··· SUPPLIED RECORDS ···

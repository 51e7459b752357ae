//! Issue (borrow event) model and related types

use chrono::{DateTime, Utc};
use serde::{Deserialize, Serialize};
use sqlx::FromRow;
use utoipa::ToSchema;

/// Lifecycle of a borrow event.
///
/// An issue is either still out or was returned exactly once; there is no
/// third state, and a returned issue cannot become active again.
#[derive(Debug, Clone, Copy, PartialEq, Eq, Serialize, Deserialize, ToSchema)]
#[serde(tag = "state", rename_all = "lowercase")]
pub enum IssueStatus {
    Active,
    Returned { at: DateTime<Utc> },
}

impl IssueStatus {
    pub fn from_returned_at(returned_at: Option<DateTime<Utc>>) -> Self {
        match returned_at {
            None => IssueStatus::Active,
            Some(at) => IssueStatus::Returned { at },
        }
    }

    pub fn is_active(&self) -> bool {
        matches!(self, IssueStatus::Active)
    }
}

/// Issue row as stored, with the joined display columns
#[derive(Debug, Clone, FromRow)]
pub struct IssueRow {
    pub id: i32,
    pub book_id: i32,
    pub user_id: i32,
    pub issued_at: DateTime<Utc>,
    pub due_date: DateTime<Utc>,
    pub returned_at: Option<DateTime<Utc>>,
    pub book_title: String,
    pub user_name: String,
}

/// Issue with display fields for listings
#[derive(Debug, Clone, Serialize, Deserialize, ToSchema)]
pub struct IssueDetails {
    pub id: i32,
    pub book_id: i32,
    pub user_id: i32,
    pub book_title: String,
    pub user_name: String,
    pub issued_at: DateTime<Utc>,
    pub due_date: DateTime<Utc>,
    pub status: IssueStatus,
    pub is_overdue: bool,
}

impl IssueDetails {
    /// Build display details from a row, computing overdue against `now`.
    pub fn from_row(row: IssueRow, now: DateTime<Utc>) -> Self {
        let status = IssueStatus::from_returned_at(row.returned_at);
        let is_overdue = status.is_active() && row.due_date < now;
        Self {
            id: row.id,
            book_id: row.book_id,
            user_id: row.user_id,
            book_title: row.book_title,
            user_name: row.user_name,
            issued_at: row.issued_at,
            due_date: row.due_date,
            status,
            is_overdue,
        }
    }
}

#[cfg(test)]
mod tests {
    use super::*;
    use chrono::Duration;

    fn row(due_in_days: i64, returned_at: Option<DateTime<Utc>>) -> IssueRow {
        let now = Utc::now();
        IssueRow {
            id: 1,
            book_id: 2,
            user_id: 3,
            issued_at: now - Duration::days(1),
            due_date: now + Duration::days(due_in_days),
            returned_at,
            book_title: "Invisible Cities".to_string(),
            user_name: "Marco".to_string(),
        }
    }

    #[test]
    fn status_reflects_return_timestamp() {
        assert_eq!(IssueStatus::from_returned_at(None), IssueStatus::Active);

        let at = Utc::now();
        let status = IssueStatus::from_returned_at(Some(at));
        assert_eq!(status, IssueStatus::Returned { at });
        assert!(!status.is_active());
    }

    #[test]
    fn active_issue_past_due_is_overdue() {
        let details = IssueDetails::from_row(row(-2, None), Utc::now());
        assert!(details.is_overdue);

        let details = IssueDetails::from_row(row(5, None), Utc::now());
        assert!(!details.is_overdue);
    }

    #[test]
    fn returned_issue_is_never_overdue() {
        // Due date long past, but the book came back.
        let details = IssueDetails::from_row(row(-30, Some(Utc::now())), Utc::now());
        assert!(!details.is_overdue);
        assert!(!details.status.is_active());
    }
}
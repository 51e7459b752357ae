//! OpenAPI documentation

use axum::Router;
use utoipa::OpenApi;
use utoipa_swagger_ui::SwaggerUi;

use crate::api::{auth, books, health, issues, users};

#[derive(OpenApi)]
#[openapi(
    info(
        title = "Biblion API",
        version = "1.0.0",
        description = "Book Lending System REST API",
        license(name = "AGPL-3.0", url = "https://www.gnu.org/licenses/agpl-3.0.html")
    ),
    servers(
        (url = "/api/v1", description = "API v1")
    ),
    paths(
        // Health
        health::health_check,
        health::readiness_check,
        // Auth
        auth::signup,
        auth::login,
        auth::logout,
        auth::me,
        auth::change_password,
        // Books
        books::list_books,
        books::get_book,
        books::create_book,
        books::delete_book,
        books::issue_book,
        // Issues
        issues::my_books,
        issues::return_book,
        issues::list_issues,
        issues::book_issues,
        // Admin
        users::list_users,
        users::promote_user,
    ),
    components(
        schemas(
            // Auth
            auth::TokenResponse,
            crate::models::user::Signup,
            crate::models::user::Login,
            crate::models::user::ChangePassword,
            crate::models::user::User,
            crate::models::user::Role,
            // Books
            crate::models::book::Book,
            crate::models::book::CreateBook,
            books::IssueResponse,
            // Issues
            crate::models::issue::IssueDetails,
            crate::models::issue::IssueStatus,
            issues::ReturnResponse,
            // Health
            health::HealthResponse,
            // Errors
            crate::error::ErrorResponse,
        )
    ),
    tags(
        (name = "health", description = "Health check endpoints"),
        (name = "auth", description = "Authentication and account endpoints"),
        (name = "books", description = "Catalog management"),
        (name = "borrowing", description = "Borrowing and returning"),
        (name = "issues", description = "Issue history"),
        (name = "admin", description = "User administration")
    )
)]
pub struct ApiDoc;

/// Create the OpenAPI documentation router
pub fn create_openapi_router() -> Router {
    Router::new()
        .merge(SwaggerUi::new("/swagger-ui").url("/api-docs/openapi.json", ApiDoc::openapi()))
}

···
··· SUPPLIED RECORDS ···

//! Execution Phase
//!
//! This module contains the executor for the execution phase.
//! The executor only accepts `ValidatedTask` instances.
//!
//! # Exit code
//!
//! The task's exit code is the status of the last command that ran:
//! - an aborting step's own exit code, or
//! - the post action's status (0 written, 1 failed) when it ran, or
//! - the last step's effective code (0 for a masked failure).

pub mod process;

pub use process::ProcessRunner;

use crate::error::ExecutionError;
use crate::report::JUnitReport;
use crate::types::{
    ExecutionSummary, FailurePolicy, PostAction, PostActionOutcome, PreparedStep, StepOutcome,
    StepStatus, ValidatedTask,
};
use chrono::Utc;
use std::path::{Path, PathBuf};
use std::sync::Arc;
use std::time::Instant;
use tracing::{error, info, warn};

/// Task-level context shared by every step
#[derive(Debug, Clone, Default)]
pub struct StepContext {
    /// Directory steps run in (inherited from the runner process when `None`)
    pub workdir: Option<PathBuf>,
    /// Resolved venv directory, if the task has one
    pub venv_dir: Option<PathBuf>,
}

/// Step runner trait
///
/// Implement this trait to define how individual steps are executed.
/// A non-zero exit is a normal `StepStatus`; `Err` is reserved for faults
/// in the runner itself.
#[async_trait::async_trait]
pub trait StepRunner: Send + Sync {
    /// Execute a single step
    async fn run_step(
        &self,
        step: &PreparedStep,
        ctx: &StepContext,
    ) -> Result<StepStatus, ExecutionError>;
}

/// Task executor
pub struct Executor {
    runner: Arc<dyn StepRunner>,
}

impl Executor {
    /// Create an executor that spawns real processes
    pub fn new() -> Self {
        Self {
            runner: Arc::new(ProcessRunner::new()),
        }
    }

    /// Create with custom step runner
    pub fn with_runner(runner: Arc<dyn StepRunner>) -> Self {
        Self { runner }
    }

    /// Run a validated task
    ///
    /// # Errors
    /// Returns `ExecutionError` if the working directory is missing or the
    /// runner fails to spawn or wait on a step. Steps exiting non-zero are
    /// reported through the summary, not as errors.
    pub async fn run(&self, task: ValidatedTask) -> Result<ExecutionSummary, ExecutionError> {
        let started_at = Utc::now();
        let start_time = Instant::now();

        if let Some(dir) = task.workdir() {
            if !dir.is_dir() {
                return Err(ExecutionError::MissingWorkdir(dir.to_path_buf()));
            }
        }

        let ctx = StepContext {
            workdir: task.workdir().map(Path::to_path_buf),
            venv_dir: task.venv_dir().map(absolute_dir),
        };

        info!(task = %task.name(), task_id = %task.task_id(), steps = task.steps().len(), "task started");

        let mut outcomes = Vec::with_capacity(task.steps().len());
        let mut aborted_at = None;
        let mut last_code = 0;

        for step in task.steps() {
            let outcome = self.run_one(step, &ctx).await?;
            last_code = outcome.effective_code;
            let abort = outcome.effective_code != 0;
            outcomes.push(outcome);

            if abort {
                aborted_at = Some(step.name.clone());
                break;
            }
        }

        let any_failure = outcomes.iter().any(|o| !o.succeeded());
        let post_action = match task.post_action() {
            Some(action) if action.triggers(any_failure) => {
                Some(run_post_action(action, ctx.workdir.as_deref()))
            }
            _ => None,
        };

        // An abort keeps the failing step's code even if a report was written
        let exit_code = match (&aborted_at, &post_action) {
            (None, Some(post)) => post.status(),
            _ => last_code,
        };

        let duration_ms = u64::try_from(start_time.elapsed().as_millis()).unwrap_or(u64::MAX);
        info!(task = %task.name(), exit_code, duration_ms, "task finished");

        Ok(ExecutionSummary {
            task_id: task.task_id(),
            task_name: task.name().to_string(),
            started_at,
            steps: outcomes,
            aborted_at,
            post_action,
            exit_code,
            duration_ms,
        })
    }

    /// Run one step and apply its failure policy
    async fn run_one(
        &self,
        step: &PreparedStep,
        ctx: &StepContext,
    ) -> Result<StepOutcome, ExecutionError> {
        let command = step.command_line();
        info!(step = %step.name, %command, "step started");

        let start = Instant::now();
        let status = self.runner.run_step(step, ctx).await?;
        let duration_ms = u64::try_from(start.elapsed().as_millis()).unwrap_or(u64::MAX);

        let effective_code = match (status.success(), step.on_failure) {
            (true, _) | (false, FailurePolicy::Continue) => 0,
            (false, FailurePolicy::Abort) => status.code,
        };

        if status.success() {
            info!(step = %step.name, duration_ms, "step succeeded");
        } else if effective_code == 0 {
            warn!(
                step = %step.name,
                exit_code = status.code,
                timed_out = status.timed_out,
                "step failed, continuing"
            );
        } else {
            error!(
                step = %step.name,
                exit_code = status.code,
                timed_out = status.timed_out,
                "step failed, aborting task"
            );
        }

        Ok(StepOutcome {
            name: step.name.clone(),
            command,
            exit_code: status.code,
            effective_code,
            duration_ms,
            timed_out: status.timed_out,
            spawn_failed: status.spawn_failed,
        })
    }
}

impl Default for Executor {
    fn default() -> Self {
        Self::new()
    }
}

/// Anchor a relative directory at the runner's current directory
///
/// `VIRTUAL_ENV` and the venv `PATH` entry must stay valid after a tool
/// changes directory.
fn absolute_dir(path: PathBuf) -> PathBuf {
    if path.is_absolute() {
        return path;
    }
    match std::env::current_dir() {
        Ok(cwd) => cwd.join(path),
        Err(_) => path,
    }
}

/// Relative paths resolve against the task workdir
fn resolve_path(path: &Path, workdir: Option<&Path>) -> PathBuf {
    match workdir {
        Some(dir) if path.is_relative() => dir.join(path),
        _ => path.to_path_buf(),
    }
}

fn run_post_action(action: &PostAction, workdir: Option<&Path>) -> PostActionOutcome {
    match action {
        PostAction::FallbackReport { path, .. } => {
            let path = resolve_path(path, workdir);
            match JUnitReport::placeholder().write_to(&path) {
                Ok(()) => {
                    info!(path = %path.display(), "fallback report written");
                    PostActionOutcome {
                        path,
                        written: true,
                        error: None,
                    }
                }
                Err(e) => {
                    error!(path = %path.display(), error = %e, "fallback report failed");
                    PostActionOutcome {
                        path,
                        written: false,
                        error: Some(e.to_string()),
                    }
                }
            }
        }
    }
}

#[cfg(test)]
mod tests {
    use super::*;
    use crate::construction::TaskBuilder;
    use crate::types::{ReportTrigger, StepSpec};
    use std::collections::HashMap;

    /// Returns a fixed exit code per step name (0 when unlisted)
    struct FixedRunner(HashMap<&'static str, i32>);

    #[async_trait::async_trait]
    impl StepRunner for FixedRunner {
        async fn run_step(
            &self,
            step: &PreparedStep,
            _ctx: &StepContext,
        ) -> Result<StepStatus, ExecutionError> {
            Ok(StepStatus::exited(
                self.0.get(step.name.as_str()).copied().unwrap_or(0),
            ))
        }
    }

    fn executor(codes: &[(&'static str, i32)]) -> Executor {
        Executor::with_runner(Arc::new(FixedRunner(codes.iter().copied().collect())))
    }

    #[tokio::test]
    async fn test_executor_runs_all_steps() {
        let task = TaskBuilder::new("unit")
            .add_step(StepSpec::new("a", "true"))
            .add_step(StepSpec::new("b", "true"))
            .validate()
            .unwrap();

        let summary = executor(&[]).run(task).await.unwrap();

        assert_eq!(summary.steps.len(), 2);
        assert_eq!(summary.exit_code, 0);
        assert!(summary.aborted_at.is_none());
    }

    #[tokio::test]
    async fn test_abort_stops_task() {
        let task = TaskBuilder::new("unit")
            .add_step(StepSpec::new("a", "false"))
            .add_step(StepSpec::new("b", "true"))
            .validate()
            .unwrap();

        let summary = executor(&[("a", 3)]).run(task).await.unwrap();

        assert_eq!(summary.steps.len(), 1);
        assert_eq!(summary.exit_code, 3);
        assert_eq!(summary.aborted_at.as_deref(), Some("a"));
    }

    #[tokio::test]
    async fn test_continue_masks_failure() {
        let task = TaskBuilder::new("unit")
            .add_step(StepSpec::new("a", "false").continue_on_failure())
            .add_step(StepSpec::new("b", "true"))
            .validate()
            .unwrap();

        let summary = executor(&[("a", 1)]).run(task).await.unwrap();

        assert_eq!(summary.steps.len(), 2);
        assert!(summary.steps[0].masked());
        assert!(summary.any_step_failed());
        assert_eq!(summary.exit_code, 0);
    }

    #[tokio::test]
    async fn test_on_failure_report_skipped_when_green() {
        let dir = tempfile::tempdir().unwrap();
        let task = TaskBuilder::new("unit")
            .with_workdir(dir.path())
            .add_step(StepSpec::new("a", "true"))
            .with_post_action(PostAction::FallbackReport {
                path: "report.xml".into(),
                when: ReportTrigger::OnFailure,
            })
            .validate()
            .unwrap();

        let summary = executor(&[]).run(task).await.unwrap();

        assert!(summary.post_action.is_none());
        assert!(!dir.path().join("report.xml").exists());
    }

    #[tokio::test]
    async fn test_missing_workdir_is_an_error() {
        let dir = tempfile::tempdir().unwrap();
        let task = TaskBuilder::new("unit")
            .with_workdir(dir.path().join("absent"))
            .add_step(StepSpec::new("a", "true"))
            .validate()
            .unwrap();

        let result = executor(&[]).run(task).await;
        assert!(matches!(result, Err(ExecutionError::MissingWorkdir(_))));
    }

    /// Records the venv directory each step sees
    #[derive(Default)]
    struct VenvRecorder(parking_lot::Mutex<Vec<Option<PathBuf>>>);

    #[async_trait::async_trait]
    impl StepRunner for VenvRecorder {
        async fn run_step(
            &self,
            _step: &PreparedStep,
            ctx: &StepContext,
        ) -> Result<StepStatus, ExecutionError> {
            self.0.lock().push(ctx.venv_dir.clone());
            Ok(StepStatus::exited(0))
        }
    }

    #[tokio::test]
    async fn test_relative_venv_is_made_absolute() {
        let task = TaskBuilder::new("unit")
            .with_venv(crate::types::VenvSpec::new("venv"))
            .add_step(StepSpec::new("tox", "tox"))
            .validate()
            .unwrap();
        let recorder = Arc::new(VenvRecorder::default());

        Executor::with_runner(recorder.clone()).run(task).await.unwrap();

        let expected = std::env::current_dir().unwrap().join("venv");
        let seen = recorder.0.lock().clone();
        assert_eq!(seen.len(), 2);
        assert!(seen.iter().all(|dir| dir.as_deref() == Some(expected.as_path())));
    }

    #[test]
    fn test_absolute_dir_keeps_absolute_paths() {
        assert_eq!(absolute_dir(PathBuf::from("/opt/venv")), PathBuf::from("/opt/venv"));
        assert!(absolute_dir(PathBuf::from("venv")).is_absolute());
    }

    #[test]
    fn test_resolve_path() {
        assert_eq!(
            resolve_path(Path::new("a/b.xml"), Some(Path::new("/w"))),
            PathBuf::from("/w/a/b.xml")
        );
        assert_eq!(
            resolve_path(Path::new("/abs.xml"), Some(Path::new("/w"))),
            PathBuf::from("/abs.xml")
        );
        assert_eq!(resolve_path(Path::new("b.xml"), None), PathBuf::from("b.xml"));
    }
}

···

**PROBLEM TO SOLVE**
In the material above, show every line where the word "event" turns up.

**TASK SOLUTION**
//! Issue (borrow event) model and related types
/// Lifecycle of a borrow event.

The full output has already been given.